**DATA TO USE:**
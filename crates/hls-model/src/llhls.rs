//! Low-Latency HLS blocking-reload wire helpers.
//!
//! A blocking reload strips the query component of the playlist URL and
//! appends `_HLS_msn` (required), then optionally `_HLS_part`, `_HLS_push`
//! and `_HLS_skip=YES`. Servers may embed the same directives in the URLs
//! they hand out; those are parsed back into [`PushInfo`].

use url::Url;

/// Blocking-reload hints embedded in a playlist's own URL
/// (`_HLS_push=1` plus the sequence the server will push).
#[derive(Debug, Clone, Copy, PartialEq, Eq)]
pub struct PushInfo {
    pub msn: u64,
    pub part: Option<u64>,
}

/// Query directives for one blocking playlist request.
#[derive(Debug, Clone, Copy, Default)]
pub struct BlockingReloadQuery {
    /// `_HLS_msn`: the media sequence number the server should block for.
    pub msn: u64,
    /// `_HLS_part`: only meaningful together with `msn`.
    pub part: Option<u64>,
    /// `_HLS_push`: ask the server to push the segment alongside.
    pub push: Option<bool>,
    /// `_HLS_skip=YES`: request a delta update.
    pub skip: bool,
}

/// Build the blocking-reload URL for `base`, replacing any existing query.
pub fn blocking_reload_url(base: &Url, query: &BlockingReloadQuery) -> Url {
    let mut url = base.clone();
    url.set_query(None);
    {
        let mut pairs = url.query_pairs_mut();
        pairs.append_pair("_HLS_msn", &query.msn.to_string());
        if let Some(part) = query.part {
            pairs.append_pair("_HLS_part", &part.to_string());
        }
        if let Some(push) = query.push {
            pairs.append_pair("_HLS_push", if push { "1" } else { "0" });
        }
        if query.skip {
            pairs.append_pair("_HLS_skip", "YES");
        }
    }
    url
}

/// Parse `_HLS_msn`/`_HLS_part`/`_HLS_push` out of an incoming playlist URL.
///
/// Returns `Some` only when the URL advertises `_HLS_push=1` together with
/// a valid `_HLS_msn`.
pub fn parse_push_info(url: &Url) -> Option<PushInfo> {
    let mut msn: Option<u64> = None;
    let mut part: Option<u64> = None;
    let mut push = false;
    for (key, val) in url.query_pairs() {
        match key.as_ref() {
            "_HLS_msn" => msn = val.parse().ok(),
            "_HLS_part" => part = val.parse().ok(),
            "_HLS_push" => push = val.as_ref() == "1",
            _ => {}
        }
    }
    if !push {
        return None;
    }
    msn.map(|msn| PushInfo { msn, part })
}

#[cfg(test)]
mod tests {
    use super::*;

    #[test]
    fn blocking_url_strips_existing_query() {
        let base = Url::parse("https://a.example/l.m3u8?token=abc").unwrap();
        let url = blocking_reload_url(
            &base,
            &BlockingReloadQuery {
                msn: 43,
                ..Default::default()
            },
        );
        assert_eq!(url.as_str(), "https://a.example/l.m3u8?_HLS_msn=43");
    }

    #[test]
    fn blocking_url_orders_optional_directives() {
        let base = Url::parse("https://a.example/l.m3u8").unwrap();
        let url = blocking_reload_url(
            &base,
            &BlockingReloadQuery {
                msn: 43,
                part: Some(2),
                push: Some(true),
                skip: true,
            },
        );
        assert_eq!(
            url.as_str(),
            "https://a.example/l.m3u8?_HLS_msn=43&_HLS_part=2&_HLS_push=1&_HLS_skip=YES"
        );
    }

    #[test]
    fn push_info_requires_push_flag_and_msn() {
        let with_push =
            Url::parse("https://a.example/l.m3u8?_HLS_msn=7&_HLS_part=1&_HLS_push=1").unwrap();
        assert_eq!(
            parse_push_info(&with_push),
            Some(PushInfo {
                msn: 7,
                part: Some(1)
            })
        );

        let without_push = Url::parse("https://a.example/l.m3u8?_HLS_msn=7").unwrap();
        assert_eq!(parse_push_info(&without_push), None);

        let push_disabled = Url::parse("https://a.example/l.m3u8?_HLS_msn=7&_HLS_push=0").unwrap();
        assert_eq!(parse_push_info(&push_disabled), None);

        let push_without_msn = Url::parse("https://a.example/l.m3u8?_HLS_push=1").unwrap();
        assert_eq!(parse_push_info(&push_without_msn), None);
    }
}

**REQUIRED ACTION:** After reading each line of the data, give only the number of lines that include the word "base".

**ANSWER TO THIS PROBLEM:** 7